Thursday, May 28, 2009

Annoyances, and A Note of Support for Smart Healthcare

In my recent procrastinations, I've been busy with trying to expand my mind in (hopefully) fruitful ways. Listening to the In Defense of Food audio book until its used book price on Amazon comes down; circularly soul-searching about the future and what career/educational direction to take (which I'm hoping to soon emerge from with a decision); reading some Chomsky; and opening far too many tabs for one sitting on Firefox. I digress.

The other day I reluctantly stopped at Whole Foods for a quick pick up and saw a sign that disproportionately pissed me off. "Come visit us on our Facebook Fan Page."

Wow, I thought. Now there is a way that giant corporations can invite us to do their own advertising for them, by becoming a fan and showing our patronage to all of our "friends," while at the same time doing what Stewie from Family Guy once deemed as, "displaying the creative work of others to personally express myself."

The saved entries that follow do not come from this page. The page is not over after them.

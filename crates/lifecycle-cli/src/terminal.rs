use lifecycle_core::console::Console;
use lifecycle_core::{LifecycleError, Result};
use std::io::{BufRead, Write};

const AFFIRM: &str = "y";
const DECLINE: &str = "n";

/// [`Console`] backed by the process's stdin/stdout/stderr.
pub struct TerminalConsole<R, O, E> {
    input: R,
    out: O,
    err: E,
}

impl TerminalConsole<std::io::StdinLock<'static>, std::io::Stdout, std::io::Stderr> {
    pub fn stdio() -> Self {
        Self::new(std::io::stdin().lock(), std::io::stdout(), std::io::stderr())
    }
}

impl<R: BufRead, O: Write, E: Write> TerminalConsole<R, O, E> {
    pub fn new(input: R, out: O, err: E) -> Self {
        Self { input, out, err }
    }
}

impl<R: BufRead, O: Write, E: Write> Console for TerminalConsole<R, O, E> {
    fn info(&mut self, message: &str) {
        let _ = writeln!(self.out, "{message}");
    }

    fn output(&mut self, text: &str) {
        let _ = write!(self.out, "{text}");
        let _ = self.out.flush();
    }

    fn warn(&mut self, message: &str) {
        let _ = writeln!(self.err, "warning: {message}");
    }

    /// Ask until the answer is exactly `y` or `n`.
    fn confirm(&mut self, question: &str) -> Result<bool> {
        loop {
            write!(self.out, "{question}\n[{AFFIRM}, {DECLINE}]: ")?;
            self.out.flush()?;

            let mut line = String::new();
            if self.input.read_line(&mut line)? == 0 {
                return Err(LifecycleError::Prompt(
                    "stdin closed before an answer was given".to_string(),
                ));
            }
            match line.trim_end_matches(['\r', '\n']) {
                AFFIRM => return Ok(true),
                DECLINE => return Ok(false),
                _ => writeln!(
                    self.out,
                    "Invalid option. Must provide one of the following: [{AFFIRM}, {DECLINE}]"
                )?,
            }
        }
    }
}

My contempt for how the glutton of marketing in our society makes sheep out of the American consumer -- often unwittingly -- has grown for a number of years. I have phased out most any piece of clothing I have that displays the company or institution's name, and the only shirt that I've bought with writing on it in the past couple years is a used yellow Schlitz Beer T-shirt. Clothing is an area that I shouldn't start talking about, but in short I think the less of it I own and the less I buy from any manufacturer that has labor practices that attempt to stay above the region's laws to the lowest degree possible - as most do - the better.

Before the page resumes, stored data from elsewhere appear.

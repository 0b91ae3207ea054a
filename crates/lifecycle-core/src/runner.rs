//! One invocation of the tool: load, select, expand, initialize, execute.
//!
//! Components are processed strictly one at a time in registry order. The
//! first initialization failure aborts the whole run before the failing
//! component's command (or any later component) is attempted.

use crate::console::Console;
use crate::error::{LifecycleError, Result};
use crate::executor::{self, ExecOptions, ExecOutcome};
use crate::init::{InitOutcome, InitPolicy, InitTracker};
use crate::registry::Component;
use crate::selector;
use crate::shell::Shell;
use crate::store::Store;
use crate::template::{self, TemplateVars};

#[derive(Debug, Clone, Default, PartialEq, Eq)]
pub struct RunRequest {
    /// Command name looked up in each component's `commands`.
    pub command: String,
    /// Components to target; empty means all.
    pub components: Vec<String>,
    pub labels: Vec<String>,
    /// `-t KEY VALUE` pairs in the order given.
    pub template_vars: Vec<(String, String)>,
    /// Literal tokens appended to the expanded command.
    pub args: Vec<String>,
    pub init: InitPolicy,
    pub exec: ExecOptions,
}

#[derive(Debug, Clone, PartialEq, Eq)]
pub enum Outcome {
    MissingCommand,
    DryRun,
    Declined,
    Completed { code: Option<i32> },
}

impl From<ExecOutcome> for Outcome {
    fn from(outcome: ExecOutcome) -> Self {
        match outcome {
            ExecOutcome::DryRun => Outcome::DryRun,
            ExecOutcome::Declined => Outcome::Declined,
            ExecOutcome::Completed { code } => Outcome::Completed { code },
        }
    }
}

#[derive(Debug, Clone, PartialEq, Eq)]
pub struct ComponentRun {
    pub component: String,
    /// The expanded command; `None` when the component lacks the command.
    pub command: Option<String>,
    pub outcome: Outcome,
}

#[derive(Debug, Clone, Default, PartialEq, Eq)]
pub struct RunReport {
    pub runs: Vec<ComponentRun>,
}

impl RunReport {
    pub fn outcome(&self, component: &str) -> Option<&Outcome> {
        self.runs
            .iter()
            .find(|r| r.component == component)
            .map(|r| &r.outcome)
    }

    pub fn executed(&self) -> usize {
        self.runs
            .iter()
            .filter(|r| matches!(r.outcome, Outcome::Completed { .. }))
            .count()
    }
}

pub struct Runner<'a> {
    store: &'a Store,
    shell: &'a mut dyn Shell,
    console: &'a mut dyn Console,
}

impl<'a> Runner<'a> {
    pub fn new(store: &'a Store, shell: &'a mut dyn Shell, console: &'a mut dyn Console) -> Self {
        Self {
            store,
            shell,
            console,
        }
    }

    pub fn run(&mut self, request: &RunRequest) -> Result<RunReport> {
        let registry = self.store.load_registry()?;
        let selected = selector::select(&registry, &request.components, &request.labels)?;
        let vars = registry.template_vars(request.template_vars.iter().cloned());

        // Loaded on first use so dry runs never touch the lock file.
        let mut tracker: Option<InitTracker<'a>> = None;
        let mut report = RunReport::default();

        for component in selected {
            let run = self.run_component(component, request, &vars, &mut tracker)?;
            report.runs.push(run);
        }

        tracing::debug!(
            selected = report.runs.len(),
            executed = report.executed(),
            "run finished"
        );
        Ok(report)
    }

    fn run_component(
        &mut self,
        component: &Component,
        request: &RunRequest,
        vars: &TemplateVars,
        tracker: &mut Option<InitTracker<'a>>,
    ) -> Result<ComponentRun> {
        let Some(raw) = component.command(&request.command) else {
            self.console.warn(&format!(
                "Command '{}' does not exist for component '{}'",
                request.command, component.name
            ));
            return Ok(ComponentRun {
                component: component.name.clone(),
                command: None,
                outcome: Outcome::MissingCommand,
            });
        };

        template::warn_on_command_cycle(component, &request.command);
        let command = executor::append_args(&template::expand(raw, component, vars), &request.args);
        let leftover = template::unresolved_tokens(&command);
        if !leftover.is_empty() {
            tracing::debug!(component = %component.name, tokens = ?leftover, "unresolved placeholders");
        }

        if request.exec.verbose || request.exec.dry_run {
            self.console
                .info(&format!("Running the following command:\n  {command}"));
        }

        let outcome = if request.exec.dry_run {
            Outcome::DryRun
        } else {
            let tracker = match tracker {
                Some(t) => t,
                empty => empty.insert(InitTracker::load(self.store)?),
            };
            let init = tracker.prepare(
                component,
                vars,
                request.init,
                &mut *self.shell,
                &mut *self.console,
            )?;
            if let InitOutcome::Failed { stderr, .. } = init {
                return Err(LifecycleError::InitializationFailed {
                    component: component.name.clone(),
                    stderr: stderr.trim_end().to_string(),
                });
            }
            executor::execute(
                component,
                &command,
                &request.exec,
                &mut *self.shell,
                &mut *self.console,
            )?
            .into()
        };

        Ok(ComponentRun {
            component: component.name.clone(),
            command: Some(command),
            outcome,
        })
    }
}

// ---------------------------------------------------------------------------
// Tests
// ---------------------------------------------------------------------------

Before this rant becomes any less organized, let me be coherent for a few sentences on the national health debate. Nurses are marching on Washington and getting arresting during hearing in an attempt to get the attention of senators beholden to their insurance industry lobbyists and campaign contributors.

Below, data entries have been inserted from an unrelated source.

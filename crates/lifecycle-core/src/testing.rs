//! In-memory [`Shell`] and [`Console`] used by unit tests.

use crate::console::Console;
use crate::error::{LifecycleError, Result};
use crate::shell::{Captured, Invocation, Shell};
use std::collections::{HashMap, VecDeque};

/// Records every invocation. Captures succeed with empty output unless a
/// result was scripted for the command text.
#[derive(Debug)]
pub struct FakeShell {
    pub runs: Vec<Invocation>,
    pub captures: Vec<Invocation>,
    capture_results: HashMap<String, Captured>,
    run_code: Option<i32>,
}

impl Default for FakeShell {
    fn default() -> Self {
        Self {
            runs: Vec::new(),
            captures: Vec::new(),
            capture_results: HashMap::new(),
            run_code: Some(0),
        }
    }
}

impl FakeShell {
    pub fn with_capture(mut self, command: &str, result: Captured) -> Self {
        self.capture_results.insert(command.to_string(), result);
        self
    }

    pub fn with_run_code(mut self, code: Option<i32>) -> Self {
        self.run_code = code;
        self
    }

    pub fn spawned(&self) -> usize {
        self.runs.len() + self.captures.len()
    }
}

impl Shell for FakeShell {
    fn run(&mut self, invocation: &Invocation) -> Result<Option<i32>> {
        self.runs.push(invocation.clone());
        Ok(self.run_code)
    }

    fn capture(&mut self, invocation: &Invocation) -> Result<Captured> {
        self.captures.push(invocation.clone());
        Ok(self
            .capture_results
            .get(&invocation.command)
            .cloned()
            .unwrap_or(Captured {
                code: Some(0),
                ..Default::default()
            }))
    }
}

#[derive(Debug, Default)]
pub struct RecordingConsole {
    pub infos: Vec<String>,
    pub outputs: Vec<String>,
    pub warnings: Vec<String>,
    pub questions: Vec<String>,
    answers: VecDeque<bool>,
}

impl RecordingConsole {
    pub fn answering(answers: impl IntoIterator<Item = bool>) -> Self {
        Self {
            answers: answers.into_iter().collect(),
            ..Default::default()
        }
    }
}

impl Console for RecordingConsole {
    fn info(&mut self, message: &str) {
        self.infos.push(message.to_string());
    }

    fn output(&mut self, text: &str) {
        self.outputs.push(text.to_string());
    }

    fn warn(&mut self, message: &str) {
        self.warnings.push(message.to_string());
    }

    fn confirm(&mut self, question: &str) -> Result<bool> {
        self.questions.push(question.to_string());
        self.answers
            .pop_front()
            .ok_or_else(|| LifecycleError::Prompt("no scripted answer".to_string()))
    }
}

Bill Moyer's interviews a nurse with the right idea. Single-payer health insurance is a combination of ideas from the right and the left, and answers concerns that each side has. It's a system where private companies administer the care, so no horror stories of poorly state controlled hospitals that take weeks to deliver on surgery, etc (which in countries with nationalized health care like Canada, France, and even Cuba, never happens). The only thing that gets nationalized? THE BILL. Not only does this simply the present and future catastrophes that will no doubt occur if we extend this same system, but it will reduce the amount that people will have to pay in the long run, and protect those who really need the care and can't help it. If we can dump trillions of dollars into failing banks, we should at least be able to give essential care to those who really need it -- and this solution will not change who is giving the medical care.